Kost und Logis: Inklusion auf Kunstrasen
Karin Hoffsten erlebte in Winterthur, wie schön Fussball sein kann
Da sitze ich, die Fussballspiele höchstens während E- und WMs im Fernsehen schaut, am vorletzten Samstagabend doch tatsächlich auf der Tribüne des Nebenplatzes der Winterthurer Schützenwiese und freue mich. Nachdem wir lange durch regennasse Düsternis irrten, herrscht hier fröhliches Gewusel.
Hergelockt haben mich Neugier und ein vages Pflichtgefühl, bin ich doch in dieser Zeitung – selten genug – für Peoplejournalismus zuständig, und heute Abend sind hier jede Menge Promis angesagt: Es ist ein besonderer Match, dem wir entgegenfiebern und den The One and Only Beni Thurnheer kommentieren wird.
Besonders ist der Match aber vor allem, weil hier gleich der FC Winterthur Brühlgut nicht nur gegen, sondern auch mit den Swiss Legends, ehemaligen Natispieler:innen, über den Kunstrasen flitzen wird; die antretenden Teams – «Rot» gegen «Weiss» – setzen sich bunt gemixt aus beiden Gruppen zusammen.
Die Winterthurer Brühlgut-Stiftung begleitet und fördert Menschen mit Beeinträchtigung, und deren Fussballteam spielt heute Seite an Seite mit den Swiss Legends, gesetzteren Sportgrössen mit grosser Länderspielerfahrung, die in einem Verein unter der Präsidentschaft von Andy Egli weiterhin ihrer Leidenschaft frönen. Hier haben alle gleichberechtigt ihren Platz – der Match steht beispielhaft für gelungene Inklusion!
Nach einem herzlichen Willkommen, entboten von Michael Lötscher von der Brühlgut-Stiftung, verkündet Thurnheer, wer gleich alles auf den Rasen kommen wird, und bei jedem der Namen steigt lauter Jubel in die nasse Abendluft. Neben Kubilay Türkyılmaz (Sturmlegende), Diego Benaglio und Jörg Stiel (unvergessene Goaliegrössen), Thomas Bickel («Isch sechzgi, gseht uus wie vierzgi») und Martina Moser (heute SRF-Fussballkommentatorin) sind es noch viele mehr, für deren Namen hier leider der Platz fehlt. Bei nicht wenigen ergänzt Thurnheer das Kürzel AHV.

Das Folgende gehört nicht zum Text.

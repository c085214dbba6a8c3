//! Curated failure-knowledge store.
//!
//! Entries are content-addressed by a stable fingerprint over the lowercased
//! (title, symptom, root_cause) triple; colliding records merge. The entry
//! file is the source of truth; the index is a materialized cache that is
//! rebuilt from entries whenever it is missing or corrupt.

use std::collections::BTreeSet;
use std::fs;

use chrono::{DateTime, Utc};
use serde::{Deserialize, Serialize};
use sha1::{Digest, Sha1};

use crate::clock::SharedClock;
use crate::error::{CoreError, Result};
use crate::layout::Layout;
use crate::store;

pub const INDEX_VERSION: &str = "sce.errorbook.index.v1";
pub const EXPORT_VERSION: &str = "sce.errorbook.export.v1";

/// Tag set that forces high release risk regardless of quality.
pub const HIGH_RISK_TAGS: [&str; 8] = [
    "release-blocker",
    "security",
    "auth",
    "payment",
    "data-loss",
    "integrity",
    "compliance",
    "incident",
];

/// Default tag applied when a record carries none.
const DEFAULT_TAG: &str = "recorded";

#[derive(Debug, Clone, Copy, PartialEq, Eq, Serialize, Deserialize)]
#[serde(rename_all = "snake_case")]
pub enum EntryStatus {
    Candidate,
    Verified,
    Promoted,
    Deprecated,
}

impl EntryStatus {
    /// Merge rank: `deprecated < candidate < verified < promoted`.
    pub fn rank(&self) -> u8 {
        match self {
            EntryStatus::Deprecated => 0,
            EntryStatus::Candidate => 1,
            EntryStatus::Verified => 2,
            EntryStatus::Promoted => 3,
        }
    }

    pub fn as_str(&self) -> &'static str {
        match self {
            EntryStatus::Candidate => "candidate",
            EntryStatus::Verified => "verified",
            EntryStatus::Promoted => "promoted",
            EntryStatus::Deprecated => "deprecated",
        }
    }
}

impl std::str::FromStr for EntryStatus {
    type Err = String;

    fn from_str(s: &str) -> std::result::Result<Self, Self::Err> {
        match s {
            "candidate" => Ok(Self::Candidate),
            "verified" => Ok(Self::Verified),
            "promoted" => Ok(Self::Promoted),
            "deprecated" => Ok(Self::Deprecated),
            other => Err(format!("unknown entry status: {other}")),
        }
    }
}

#[derive(Debug, Clone, Copy, PartialEq, Eq, PartialOrd, Ord, Serialize, Deserialize)]
#[serde(rename_all = "snake_case")]
pub enum OntologyTag {
    Entity,
    Relation,
    BusinessRule,
    DecisionPolicy,
    ExecutionFlow,
}

impl std::str::FromStr for OntologyTag {
    type Err = String;

    fn from_str(s: &str) -> std::result::Result<Self, Self::Err> {
        match s {
            "entity" => Ok(Self::Entity),
            "relation" => Ok(Self::Relation),
            "business_rule" => Ok(Self::BusinessRule),
            "decision_policy" => Ok(Self::DecisionPolicy),
            "execution_flow" => Ok(Self::ExecutionFlow),
            other => Err(format!("unknown ontology tag: {other}")),
        }
    }
}

#[derive(Debug, Clone, Copy, PartialEq, Eq, PartialOrd, Ord, Serialize, Deserialize)]
#[serde(rename_all = "snake_case")]
pub enum RiskLevel {
    Low,
    Medium,
    High,
}

impl RiskLevel {
    pub fn as_str(&self) -> &'static str {
        match self {
            RiskLevel::Low => "low",
            RiskLevel::Medium => "medium",
            RiskLevel::High => "high",
        }
    }
}

impl std::str::FromStr for RiskLevel {
    type Err = String;

    fn from_str(s: &str) -> std::result::Result<Self, Self::Err> {
        match s {
            "low" => Ok(Self::Low),
            "medium" => Ok(Self::Medium),
            "high" => Ok(Self::High),
            other => Err(format!("unknown risk level: {other}")),
        }
    }
}

/// Temporary workaround attached to an entry. While enabled and unresolved
/// it must carry exit criteria, a cleanup task, and a parseable deadline.
#[derive(Debug, Clone, Default, Serialize, Deserialize, PartialEq)]
pub struct TemporaryMitigation {
    pub enabled: bool,
    #[serde(default)]
    pub exit_criteria: String,
    #[serde(default)]
    pub cleanup_task: String,
    /// ISO-8601 timestamp; the empty string and unparseable values are
    /// policy violations.
    #[serde(default)]
    pub deadline_at: String,
    #[serde(default)]
    pub resolved: bool,
    #[serde(default, skip_serializing_if = "Option::is_none")]
    pub resolved_at: Option<DateTime<Utc>>,
}

impl TemporaryMitigation {
    pub fn is_active(&self) -> bool {
        self.enabled && !self.resolved
    }

    /// Policy violations while active; each is a stable field path.
    pub fn violations(&self, now: DateTime<Utc>) -> Vec<String> {
        if !self.is_active() {
            return Vec::new();
        }
        let mut out = Vec::new();
        if self.exit_criteria.trim().is_empty() {
            out.push("temporary_mitigation.exit_criteria".to_string());
        }
        if self.cleanup_task.trim().is_empty() {
            out.push("temporary_mitigation.cleanup_task".to_string());
        }
        match self.deadline_at.parse::<DateTime<Utc>>() {
            Ok(deadline) if deadline > now => {}
            // Missing, unparseable, or already due.
            _ => out.push("temporary_mitigation.deadline_at".to_string()),
        }
        out
    }
}
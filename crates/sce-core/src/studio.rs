//! Studio job state machine.
//!
//! A job walks the fixed stage order plan → generate → apply → verify →
//! release, with rollback available once apply has completed. Verify and
//! release run declared gate steps; failing required steps auto-record
//! errorbook candidates, and release additionally consults the errorbook
//! release gate. Privileged transitions are password-gated by policy.

use std::collections::BTreeMap;

use chrono::{DateTime, Utc};
use serde::{Deserialize, Serialize};
use sha1::{Digest, Sha1};

use crate::clock::SharedClock;
use crate::config::{self, PrivilegedStage};
use crate::error::{CoreError, Result};
use crate::errorbook::{Errorbook, RecordInput, RiskLevel};
use crate::gate::{self, GateRunReport, GateStep, GateStepResult, GateStepStatus};
use crate::layout::Layout;
use crate::process::SharedRunner;
use crate::store;

#[derive(Debug, Clone, Copy, PartialEq, Eq, Serialize, Deserialize)]
#[serde(rename_all = "snake_case")]
pub enum JobStatus {
    Planned,
    Generated,
    Applied,
    Verified,
    Released,
    VerifyFailed,
    ReleaseFailed,
    RolledBack,
}

#[derive(Debug, Clone, Copy, PartialEq, Eq, PartialOrd, Ord, Serialize, Deserialize)]
#[serde(rename_all = "snake_case")]
pub enum JobStage {
    Plan,
    Generate,
    Apply,
    Verify,
    Release,
}

pub const JOB_STAGES: [JobStage; 5] = [
    JobStage::Plan,
    JobStage::Generate,
    JobStage::Apply,
    JobStage::Verify,
    JobStage::Release,
];

impl JobStage {
    pub fn as_str(&self) -> &'static str {
        match self {
            JobStage::Plan => "plan",
            JobStage::Generate => "generate",
            JobStage::Apply => "apply",
            JobStage::Verify => "verify",
            JobStage::Release => "release",
        }
    }
}

#[derive(Debug, Clone, Copy, PartialEq, Eq, Serialize, Deserialize)]
#[serde(rename_all = "snake_case")]
pub enum StageState {
    Pending,
    Completed,
    Failed,
}

#[derive(Debug, Clone, Serialize, Deserialize)]
pub struct StageEntry {
    pub status: StageState,
    #[serde(default, skip_serializing_if = "Option::is_none")]
    pub completed_at: Option<DateTime<Utc>>,
    #[serde(default, skip_serializing_if = "BTreeMap::is_empty")]
    pub metadata: BTreeMap<String, serde_json::Value>,
}

impl StageEntry {
    fn pending() -> Self {
        Self {
            status: StageState::Pending,
            completed_at: None,
            metadata: BTreeMap::new(),
        }
    }
}

#[derive(Debug, Clone, Default, Serialize, Deserialize)]
pub struct JobArtifacts {
    #[serde(default, skip_serializing_if = "Option::is_none")]
    pub patch_bundle_id: Option<String>,
    #[serde(default, skip_serializing_if = "Option::is_none")]
    pub verify_report_path: Option<String>,
    #[serde(default, skip_serializing_if = "Option::is_none")]
    pub release_ref: Option<String>,
    #[serde(default, skip_serializing_if = "Option::is_none")]
    pub release_report_path: Option<String>,
}

#[derive(Debug, Clone, Serialize, Deserialize)]
pub struct RollbackInfo {
    pub reason: String,
    pub rolled_back_at: DateTime<Utc>,
}

#[derive(Debug, Clone, Serialize, Deserialize)]
pub struct Job {
    pub job_id: String,
    pub status: JobStatus,
    pub stages: BTreeMap<JobStage, StageEntry>,
    pub artifacts: JobArtifacts,
    #[serde(default, skip_serializing_if = "Option::is_none")]
    pub rollback: Option<RollbackInfo>,
    pub created_at: DateTime<Utc>,
    pub updated_at: DateTime<Utc>,
}

impl Job {
    pub fn stage(&self, stage: JobStage) -> &StageEntry {
        self.stages.get(&stage).expect("all stages initialized")
    }

    fn stage_completed(&self, stage: JobStage) -> bool {
        self.stage(stage).status == StageState::Completed
    }

    /// Canonical first-pending-stage projection: the next command token for
    /// the caller to display or consume.
    pub fn next_action(&self) -> &'static str {
        if self.status == JobStatus::RolledBack {
            return "plan";
        }
        JOB_STAGES
            .into_iter()
            .find(|s| !self.stage_completed(*s))
            .map(|s| s.as_str())
            .unwrap_or("done")
    }
}

/// Append-only per-job event record.
#[derive(Debug, Clone, Serialize, Deserialize)]
pub struct StudioEvent {
    pub event_id: String,
    pub job_id: String,
    pub event_type: String,
    pub timestamp: DateTime<Utc>,
    #[serde(default)]
    pub metadata: serde_json::Value,
}

#[derive(Debug, Clone, Copy, PartialEq, Eq, Serialize, Deserialize)]
#[serde(rename_all = "snake_case")]
pub enum VerifyProfile {
    Fast,
    Standard,
    Strict,
}

impl VerifyProfile {
    pub fn as_str(&self) -> &'static str {
        match self {
            VerifyProfile::Fast => "fast",
            VerifyProfile::Standard => "standard",
            VerifyProfile::Strict => "strict",
        }
    }

    pub fn strict(&self) -> bool {
        matches!(self, VerifyProfile::Strict)
    }
}

impl std::str::FromStr for VerifyProfile {
    type Err = String;

    fn from_str(s: &str) -> std::result::Result<Self, Self::Err> {
        match s {
            "fast" => Ok(Self::Fast),
            "standard" => Ok(Self::Standard),
            "strict" => Ok(Self::Strict),
            other => Err(format!("unknown verify profile: {other}")),
        }
    }
}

Team Rot wurde von Jonas Boller, Trainer des FC Winterthur Brühlgut, vorbereitet, Team Weiss trainierte Gilbert Gress, ehemaliger Nationaltrainer und bekannt als Mann mit der Frisur. Der Match dauere zweimal eine halbe Stunde, sagt Thurnheer noch, «demit de Dokter nüt z’tue überchunnt».
Vor den Anpfiff haben die Fussballgötter auch hier die Nationalhymne gesetzt, und dann – endlich gehts los und läuft, wie es im Fussball eben läuft: schöne Pässe, das erste Goal nach zwei Minuten. «Mit wem fiebern wir eigentlich mit?», fragt meine Begleiterin, «mit beiden!», finde ich, das Publikum moniert laut «Hands!», zu Unrecht, weiss Thurnheer, neben mir sagt jemand: «De Kubi isch scho no zwäg!», und Martina Moser, der roten Nummer 7, gelingt mit wehendem Pferdeschwanz manch tolle Intervention. Das Publikum tobt.
Am Ende hat Rot gegen Weiss mit 6 : 4 gewonnen. Und wirklich alle sind glücklich.
Karin Hoffsten findet Fussball grandios, wenn er – wie hier – kein Fifa-Milliardengeschäft ist, sondern wirklich Menschen zusammenbringt.